#### Task goal
Count lines, not occurrences: report how many lines in the records hold the string "source", and nothing else.

Saved data entries
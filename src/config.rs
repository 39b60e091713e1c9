use std::path::{Path, PathBuf};

/// Session settings. Every key is optional in the TOML file.
///
/// ```toml
/// input = "game_input.csv"
/// output = "game_output.csv"
/// seed = 42
/// ```
#[derive(Clone, Debug, PartialEq, serde::Deserialize)]
pub struct Config {
    /// Starting grid (CSV). Missing or malformed files start from an empty grid.
    #[serde(default = "defaults::input")]
    pub input: PathBuf,
    /// Transition log (CSV), truncated at startup.
    #[serde(default = "defaults::output")]
    pub output: PathBuf,
    /// Seed for tile spawning. Fixed per session.
    #[serde(default = "defaults::seed")]
    pub seed: u64,
}

impl Default for Config {
    fn default() -> Self {
        Self { input: defaults::input(), output: defaults::output(), seed: defaults::seed() }
    }
}

#[derive(thiserror::Error, Debug)]
pub enum ConfigError {
    #[error("cannot read {}: {source}", .path.display())]
    Read {
        path: PathBuf,
        #[source]
        source: std::io::Error,
    },
    #[error("invalid config: {0}")]
    Parse(#[from] toml::de::Error),
}

impl Config {
    pub fn from_toml<P: AsRef<Path>>(path: P) -> Result<Self, ConfigError> {
        let path = path.as_ref();
        let contents = std::fs::read_to_string(path)
            .map_err(|source| ConfigError::Read { path: path.to_path_buf(), source })?;
        Self::from_toml_str(&contents)
    }

    pub fn from_toml_str(contents: &str) -> Result<Self, ConfigError> {
        Ok(toml::from_str(contents)?)
    }
}

mod defaults {
    use std::path::PathBuf;

    pub fn input() -> PathBuf { PathBuf::from("game_input.csv") }
    pub fn output() -> PathBuf { PathBuf::from("game_output.csv") }
    pub fn seed() -> u64 { crate::controller::DEFAULT_SEED }
}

#### Solution
4